"""

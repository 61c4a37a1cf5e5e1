pub mod formatters;
pub mod utils;

use dataguard_core::RuleOutcome;
pub use formatters::{json::JsonFormatter, stdout::StdOutFormatter};

/// Callbacks a CLI driver invokes while loading a dataset and running a
/// validation pass against it.
///
/// Trimmed from the teacher's table/column/relation-shaped callback set:
/// this crate's `Vec<RuleOutcome>` has no column grouping, so there is one
/// loading phase and one flat list of per-rule outcomes, not a callback per
/// table.
pub trait Reporter {
    fn on_start(&self);
    fn on_loading(&self, path: &str);
    fn on_validation_start(&self);
    fn on_result(&mut self, outcome: &RuleOutcome);
    fn on_complete(&self, passed: usize, failed: usize);
}
use thiserror::Error;

/// Failures reading or parsing the TOML rule config itself — distinct from
/// `dataguard_core::RuleError`, which only ever covers dataset/kernel
/// failures. Per-rule failures never surface here either — they fold into a
/// `RuleOutcome` instead, per the core crate's quiet-per-rule-errors policy.
///
/// `run()` reports both this and `dataguard_core::RuleError` through
/// `anyhow::Context` at the CLI boundary rather than a wrapping enum: neither
/// error ever needs to be matched on by the caller, only displayed, and
/// `anyhow` already chains the `#[source]`/`#[from]` context each of these
/// carries.
#[derive(Error, Debug)]
pub enum ConfigError {
    #[error("could not read config file '{path}': {source}")]
    Read { path: String, #[source] source: std::io::Error },

    #[error("could not parse config file '{path}': {source}")]
    Parse { path: String, #[source] source: toml::de::Error },

    #[error("unknown datatype '{datatype}' for column '{column_name}'. Supported: integer, float, string, boolean")]
    UnknownDatatype { datatype: String, column_name: String },
}
use thiserror::Error;

/// Synchronous, construction- and kernel-level failures.
///
/// Per-rule failures surfaced by [`crate::validator::validate`] are never
/// represented here — they fold into a [`crate::validator::RuleOutcome`]
/// instead, so a batch of rules always yields a full list of outcomes.
#[derive(Error, Debug)]
pub enum RuleError {
    /// `Dataset::new` received headers/columns of mismatched length, or
    /// headers that aren't pairwise unique.
    #[error("invalid dataset: {0}")]
    InvalidDataset(String),

    /// A kernel was invoked on a column kind it isn't defined for
    /// (e.g. `sum()` on a String column).
    #[error("operation '{operation}' is not defined for {kind} columns")]
    KindMismatch { operation: &'static str, kind: &'static str },

    /// An Arrow computation failed (CSV parsing, casting, string kernels).
    #[error("arrow computation error: {0}")]
    ArrowError(#[from] arrow::error::ArrowError),

    /// CSV coercion failure: a field could not be parsed as the schema's
    /// declared type, or the header row doesn't match the schema.
    #[error("invalid data: {0}")]
    ValidationError(String),

    /// Underlying file IO failure while loading a CSV.
    #[error("io error: {0}")]
    IoError(#[from] std::io::Error),

    /// An invalid regex pattern was supplied to `matches_regex`.
    #[error("invalid regex pattern '{pattern}': {source}")]
    InvalidRegex {
        pattern: String,
        #[source]
        source: regex::Error,
    },
}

"""

Please tally the lines of the listing that include the string "defined". The number is the whole answer.

[ANSWER FOR THE TASK]:
2